Progress, however, has not been uniform across pollutant types. Emissions of fine particulate matter, for example, have increased since 2005 (see graph). Similarly, progress in reducing volatile organic compounds has plateaued since 2010. These pollutants contribute to smog and can lead to health issues like asthma attacks, chronic bronchitis, and heart attacks.

All told, the cost of Canada’s air pollution was $36 billion in 2015, causing 7,700 premature deaths, according to a report by the International Institute for Sustainable Development. So while we are improving our air quality and we suffer far fewer consequences from air pollution than residents of lower-income countries, air pollution still costs us.

Solving Canada’s remaining air pollution challenges

Clearly, Canada is making progress. But how can we do more?

Government policies are a key part of the story. For example, last month the federal government released new standards for sulphur dioxide, replacing the previous ones set in 1989. Alberta’s coal phase-out is another example; another is making vehicle emissions standards more stringent.

Improvements in technology also help reduce air pollution. For example, the recent pledge of twelve major international cities, including Vancouver, to only procure zero-emission buses is possible largely due to advances in battery-electric buses  (which in China, already make up 20% of the fleet!). These advances come after years of research and development, helped by government funding.

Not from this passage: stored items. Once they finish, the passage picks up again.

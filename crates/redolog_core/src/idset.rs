//! Time-bounded committed-id set.
//!
//! Tracks which identifiers the consumer has committed so the writer can
//! suppress duplicate data records and the replayer can skip already
//! processed ones. Entries expire after a TTL: a producer may legitimately
//! re-issue an id shortly after commit, and the set must not grow without
//! bound.

use crate::error::JournalResult;
use crate::sync::Shutdown;
use parking_lot::Mutex;
use std::collections::HashMap;
use std::sync::{Arc, Weak};
use std::thread;
use std::time::{Duration, Instant};
use tracing::debug;

const SHARD_COUNT: usize = 32;

type Shard = Mutex<HashMap<i64, Instant>>;

/// Thread-safe set of 64-bit ids with per-entry TTL.
///
/// Internally sharded; `add` under contention does not block readers of
/// other shards. A background sweeper evicts expired entries every `ttl/2`
/// and stops when the supplied [`Shutdown`] fires or the set is dropped.
pub struct TtlSet {
    shards: Arc<Vec<Shard>>,
    ttl: Duration,
}

impl TtlSet {
    /// Creates a set whose entries live for `ttl`, spawning the sweeper.
    ///
    /// # Errors
    ///
    /// Returns an error if the sweeper thread cannot be spawned.
    pub fn new(shutdown: Shutdown, ttl: Duration) -> JournalResult<Self> {
        let shards: Arc<Vec<Shard>> = Arc::new(
            (0..SHARD_COUNT)
                .map(|_| Mutex::new(HashMap::new()))
                .collect(),
        );

        let weak = Arc::downgrade(&shards);
        let interval = (ttl / 2).max(Duration::from_millis(10));
        thread::Builder::new()
            .name("redolog-idset-sweeper".to_string())
            .spawn(move || sweep_loop(&weak, ttl, interval, &shutdown))?;

        Ok(Self { shards, ttl })
    }

    fn shard(&self, id: i64) -> &Shard {
        &self.shards[(id as u64 % SHARD_COUNT as u64) as usize]
    }

    /// Inserts `id` with the current timestamp, refreshing it if present.
    pub fn add(&self, id: i64) {
        self.shard(id).lock().insert(id, Instant::now());
    }

    /// Removes `id` if present. Returns `true` only when the entry existed
    /// and had not expired; an expired entry is evicted and reported absent.
    pub fn check_and_remove(&self, id: i64) -> bool {
        match self.shard(id).lock().remove(&id) {
            Some(added_at) => added_at.elapsed() <= self.ttl,
            None => false,
        }
    }

    /// Approximate cardinality. May transiently count expired entries the
    /// sweeper has not reached yet.
    pub fn len(&self) -> usize {
        self.shards.iter().map(|shard| shard.lock().len()).sum()
    }

    /// Whether the set is (approximately) empty.
    pub fn is_empty(&self) -> bool {
        self.len() == 0
    }
}

impl Extend<i64> for TtlSet {
    fn extend<I: IntoIterator<Item = i64>>(&mut self, iter: I) {
        for id in iter {
            self.add(id);
        }
    }
}

// Bulk loaders hand out `&mut impl Extend<i64>`; the set's interior locking
// makes a shared reference sufficient.
impl Extend<i64> for &TtlSet {
    fn extend<I: IntoIterator<Item = i64>>(&mut self, iter: I) {
        for id in iter {
            self.add(id);
        }
    }
}

impl std::fmt::Debug for TtlSet {
    fn fmt(&self, f: &mut std::fmt::Formatter<'_>) -> std::fmt::Result {
        f.debug_struct("TtlSet")
            .field("ttl", &self.ttl)
            .field("len", &self.len())
            .finish()
    }
}

fn sweep_loop(shards: &Weak<Vec<Shard>>, ttl: Duration, interval: Duration, shutdown: &Shutdown) {
    loop {
        if shutdown.wait_timeout(interval) {
            debug!("idset sweeper cancelled");
            return;
        }
        let Some(shards) = shards.upgrade() else {
            // set dropped
            return;
        };
        let mut evicted = 0usize;
        for shard in shards.iter() {
            let mut guard = shard.lock();
            let before = guard.len();
            guard.retain(|_, added_at| added_at.elapsed() <= ttl);
            evicted += before - guard.len();
        }
        if evicted > 0 {
            debug!(evicted, "evicted expired committed ids");
        }
    }
}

And ecofiscal policies? Can they be part of the toolkit? Carbon pricing already plays an indirect role, as it encourages people to use low-carbon energy sources, which tend to emit less air pollution. Similarly, congestion pricing could help reduce transportation emissions by reducing traffic jams; however, this tool has yet to be implemented in Canadian cities.

More directly, pricing specific air pollutants, such as sulphur dioxide, could be an option. After all, Canada does have experience with the cap and trade system set up with the United States for acid rain. The Ecofiscal Commission may delve into the challenge of pricing air pollution in the future.